The agreement resulted from a lawsuit filed by competitor C.B. Fleet Co. Inc. of Lynchburg. Fleet levied a false-advertising suit against SmithKline for claiming that its Massengill-brand douches are superior to Fleet's brand, Summer's Eve. Fleet sought a preliminary ruling because it feared the ads would continue to appear in a variety of newspapers across the country and on network television.

At stake is each company's share of a U.S. market worth $100 million. Both companies agree SmithKline is the leader, with about half the market. Fleet, which claims to have invented the disposable douche in 1972, holds about 27 percent.

The disputed television commercial depicts several woman in a steam room.

"You're still using the first douche you ever tried?'' one woman asks.

"So?'' another woman answers.

"So, Massengill cleans better than Summer's Eve," the first woman says.

A third woman attributes the advantage to a new configuration of the SmithKline product's nozzle.

The reference to Summer's Eve landed SmithKline in court, and there is a similar reference in printed coupons that were inserted in newspapers. Fleet said the ads caused it to lose sales and profits.

After hearing two days of testimony, largely on comparison tests, the judge said Fleet's lawyers had found enough flaws in SmithKline's ad campaign to support an injunction on the grounds of false advertising.
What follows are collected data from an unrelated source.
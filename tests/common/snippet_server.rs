//! Minimal HTTP/1.1 server for integration tests.
//!
//! Serves one static response for every request and counts the requests it
//! receives, which is what the single-flight assertions key off. Status,
//! body, and an artificial response delay are configurable; the delay keeps
//! a fetch in flight long enough for concurrent callers to join it.

#![allow(dead_code)]

use std::io::{Read, Write};
use std::net::{TcpListener, TcpStream};
use std::sync::Arc;
use std::sync::atomic::{AtomicUsize, Ordering};
use std::thread;
use std::time::Duration;

#[derive(Debug, Clone)]
pub struct ServerOptions {
    /// HTTP status to answer with.
    pub status: u16,
    /// Response body (typically the snippets JSON object).
    pub body: String,
    /// Delay before the response is written.
    pub delay: Duration,
}

impl Default for ServerOptions {
    fn default() -> Self {
        Self {
            status: 200,
            body: "{}".to_string(),
            delay: Duration::ZERO,
        }
    }
}

pub struct SnippetServer {
    base_url: String,
    hits: Arc<AtomicUsize>,
}

impl SnippetServer {
    /// Host URL to configure widgets with (no trailing separator).
    pub fn url(&self) -> &str {
        &self.base_url
    }

    /// Number of requests the server has received.
    pub fn hits(&self) -> usize {
        self.hits.load(Ordering::SeqCst)
    }
}

/// Starts a server answering 200 with `json`.
pub fn start_json(json: &str) -> SnippetServer {
    start_with_options(ServerOptions {
        body: json.to_string(),
        ..ServerOptions::default()
    })
}

/// Starts a server in a background thread. It runs until the process exits.
pub fn start_with_options(options: ServerOptions) -> SnippetServer {
    let listener = TcpListener::bind("127.0.0.1:0").expect("bind test server");
    let port = listener.local_addr().expect("local addr").port();
    let hits = Arc::new(AtomicUsize::new(0));

    let handler_hits = Arc::clone(&hits);
    thread::spawn(move || {
        for stream in listener.incoming().flatten() {
            let options = options.clone();
            let hits = Arc::clone(&handler_hits);
            thread::spawn(move || handle(stream, &options, &hits));
        }
    });

    SnippetServer {
        base_url: format!("http://127.0.0.1:{port}"),
        hits,
    }
}

fn handle(mut stream: TcpStream, options: &ServerOptions, hits: &AtomicUsize) {
    let _ = stream.set_read_timeout(Some(Duration::from_secs(2)));
    let _ = stream.set_write_timeout(Some(Duration::from_secs(2)));

    // Requests are header-only GETs; one read is enough for tests.
    let mut buf = [0u8; 8192];
    match stream.read(&mut buf) {
        Ok(0) | Err(_) => return,
        Ok(_) => {}
    }
    hits.fetch_add(1, Ordering::SeqCst);

    if !options.delay.is_zero() {
        thread::sleep(options.delay);
    }

    let reason = match options.status {
        200 => "OK",
        404 => "Not Found",
        500 => "Internal Server Error",
        _ => "",
    };
    let response = format!(
        "HTTP/1.1 {} {}\r\nContent-Type: application/json\r\nContent-Length: {}\r\nConnection: close\r\n\r\n{}",
        options.status,
        reason,
        options.body.len(),
        options.body
    );
    let _ = stream.write_all(response.as_bytes());
}

/// A URL on which nothing listens; connecting to it is refused.
pub fn refused_url() -> String {
    let listener = TcpListener::bind("127.0.0.1:0").expect("bind");
    let port = listener.local_addr().expect("local addr").port();
    drop(listener);
    format!("http://127.0.0.1:{port}")
}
Although the Federal Trade Commission encourages advertising that compares products, claims made in ads must be provable.

Turk spoke up before all the evidence was in, interrupting questioning of a gynecologist who advises SmithKline.
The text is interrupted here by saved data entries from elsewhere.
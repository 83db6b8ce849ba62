//! Core types and error handling for snipview.
//!
//! Hosts the error taxonomy shared by every layer of the crate. The store,
//! viewer, and provider all speak [`SnipviewError`]; the CLI converts it to
//! an [`ErrorContext`] for display.

pub mod error;

pub use error::{ErrorContext, SnipviewError, user_friendly_error};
"Any woman that sees this ad is going to be misled - is she not? - into thinking you have a greatly improved nozzle that brings about much better cleansing," the judge said.

Addressing SmithKline's lawyer, Kenneth Plevan of New York, Turk said: "This ad is misleading, and it concerns the court that your client would do that."

"We achieved our purpose," said Fleet's lawyer, Rodney Page of Washington, D.C.

Fleet has not decided whether to follow through on a request that SmithKline run new ads withdrawing its claim and pay Fleet at least $500,000 in damages, Page said.